(Saved data entries)
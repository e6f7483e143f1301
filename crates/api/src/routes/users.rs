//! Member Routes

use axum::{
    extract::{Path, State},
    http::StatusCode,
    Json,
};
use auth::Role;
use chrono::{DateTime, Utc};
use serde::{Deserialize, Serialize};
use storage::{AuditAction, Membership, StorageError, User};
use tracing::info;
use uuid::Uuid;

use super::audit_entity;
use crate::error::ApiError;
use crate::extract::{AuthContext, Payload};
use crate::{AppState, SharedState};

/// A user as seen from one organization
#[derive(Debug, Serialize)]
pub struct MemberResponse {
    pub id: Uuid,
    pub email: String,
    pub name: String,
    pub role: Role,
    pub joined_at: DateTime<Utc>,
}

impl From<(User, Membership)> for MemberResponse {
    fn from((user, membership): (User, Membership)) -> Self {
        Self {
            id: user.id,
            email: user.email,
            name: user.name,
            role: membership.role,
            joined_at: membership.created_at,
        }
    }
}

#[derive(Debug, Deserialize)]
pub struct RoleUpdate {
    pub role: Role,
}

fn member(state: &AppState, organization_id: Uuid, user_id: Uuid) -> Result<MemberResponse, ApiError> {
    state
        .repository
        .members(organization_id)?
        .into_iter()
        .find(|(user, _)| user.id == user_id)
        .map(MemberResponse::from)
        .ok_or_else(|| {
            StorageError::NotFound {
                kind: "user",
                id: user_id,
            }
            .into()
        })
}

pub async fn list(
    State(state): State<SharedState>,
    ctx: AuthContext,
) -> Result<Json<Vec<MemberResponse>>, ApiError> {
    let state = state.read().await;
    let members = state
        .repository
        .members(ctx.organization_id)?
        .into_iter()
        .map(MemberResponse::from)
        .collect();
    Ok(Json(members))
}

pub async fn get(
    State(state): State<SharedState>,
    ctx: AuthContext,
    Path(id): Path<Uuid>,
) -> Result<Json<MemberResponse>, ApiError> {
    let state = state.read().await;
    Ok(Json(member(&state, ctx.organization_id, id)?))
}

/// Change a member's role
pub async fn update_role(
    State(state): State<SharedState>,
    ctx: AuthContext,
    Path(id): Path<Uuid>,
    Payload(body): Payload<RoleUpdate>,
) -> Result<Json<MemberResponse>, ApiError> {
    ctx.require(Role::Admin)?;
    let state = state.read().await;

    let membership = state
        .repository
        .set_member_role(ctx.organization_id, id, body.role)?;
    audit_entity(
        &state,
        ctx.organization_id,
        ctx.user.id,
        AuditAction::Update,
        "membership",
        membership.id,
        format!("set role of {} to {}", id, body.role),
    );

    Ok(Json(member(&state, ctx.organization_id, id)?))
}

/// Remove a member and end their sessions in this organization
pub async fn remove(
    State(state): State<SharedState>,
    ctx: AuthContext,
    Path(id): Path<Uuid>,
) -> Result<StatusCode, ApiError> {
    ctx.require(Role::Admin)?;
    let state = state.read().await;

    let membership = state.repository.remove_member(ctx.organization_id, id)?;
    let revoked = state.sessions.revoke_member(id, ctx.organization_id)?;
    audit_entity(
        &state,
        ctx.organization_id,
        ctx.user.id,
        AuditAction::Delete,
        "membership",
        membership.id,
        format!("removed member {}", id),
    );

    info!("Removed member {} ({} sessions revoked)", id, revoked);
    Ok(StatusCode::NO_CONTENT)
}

— Problem details —
An exact copy of every record is needed; write it out in full.

— Result of this exercise —
repository e6f7483e143f1301
filename crates/api/src/routes/users.rs
//! Member Routes

use axum::{
    extract::{Path, State},
    http::StatusCode,
    Json,
};
use auth::Role;
use chrono::{DateTime, Utc};
use serde::{Deserialize, Serialize};
use storage::{AuditAction, Membership, StorageError, User};
use tracing::info;
use uuid::Uuid;

use super::audit_entity;
use crate::error::ApiError;
use crate::extract::{AuthContext, Payload};
use crate::{AppState, SharedState};

/// A user as seen from one organization
#[derive(Debug, Serialize)]
pub struct MemberResponse {
    pub id: Uuid,
    pub email: String,
    pub name: String,
    pub role: Role,
    pub joined_at: DateTime<Utc>,
}

impl From<(User, Membership)> for MemberResponse {
    fn from((user, membership): (User, Membership)) -> Self {
        Self {
            id: user.id,
            email: user.email,
            name: user.name,
            role: membership.role,
            joined_at: membership.created_at,
        }
    }
}

#[derive(Debug, Deserialize)]
pub struct RoleUpdate {
    pub role: Role,
}

fn member(state: &AppState, organization_id: Uuid, user_id: Uuid) -> Result<MemberResponse, ApiError> {
    state
        .repository
        .members(organization_id)?
        .into_iter()
        .find(|(user, _)| user.id == user_id)
        .map(MemberResponse::from)
        .ok_or_else(|| {
            StorageError::NotFound {
                kind: "user",
                id: user_id,
            }
            .into()
        })
}

pub async fn list(
    State(state): State<SharedState>,
    ctx: AuthContext,
) -> Result<Json<Vec<MemberResponse>>, ApiError> {
    let state = state.read().await;
    let members = state
        .repository
        .members(ctx.organization_id)?
        .into_iter()
        .map(MemberResponse::from)
        .collect();
    Ok(Json(members))
}

pub async fn get(
    State(state): State<SharedState>,
    ctx: AuthContext,
    Path(id): Path<Uuid>,
) -> Result<Json<MemberResponse>, ApiError> {
    let state = state.read().await;
    Ok(Json(member(&state, ctx.organization_id, id)?))
}

/// Change a member's role
pub async fn update_role(
    State(state): State<SharedState>,
    ctx: AuthContext,
    Path(id): Path<Uuid>,
    Payload(body): Payload<RoleUpdate>,
) -> Result<Json<MemberResponse>, ApiError> {
    ctx.require(Role::Admin)?;
    let state = state.read().await;

    let membership = state
        .repository
        .set_member_role(ctx.organization_id, id, body.role)?;
    audit_entity(
        &state,
        ctx.organization_id,
        ctx.user.id,
        AuditAction::Update,
        "membership",
        membership.id,
        format!("set role of {} to {}", id, body.role),
    );

    Ok(Json(member(&state, ctx.organization_id, id)?))
}

/// Remove a member and end their sessions in this organization
pub async fn remove(
    State(state): State<SharedState>,
    ctx: AuthContext,
    Path(id): Path<Uuid>,
) -> Result<StatusCode, ApiError> {
    ctx.require(Role::Admin)?;
    let state = state.read().await;

    let membership = state.repository.remove_member(ctx.organization_id, id)?;
    let revoked = state.sessions.revoke_member(id, ctx.organization_id)?;
    audit_entity(
        &state,
        ctx.organization_id,
        ctx.user.id,
        AuditAction::Delete,
        "membership",
        membership.id,
        format!("removed member {}", id),
    );

    info!("Removed member {} ({} sessions revoked)", id, revoked);
    Ok(StatusCode::NO_CONTENT)
}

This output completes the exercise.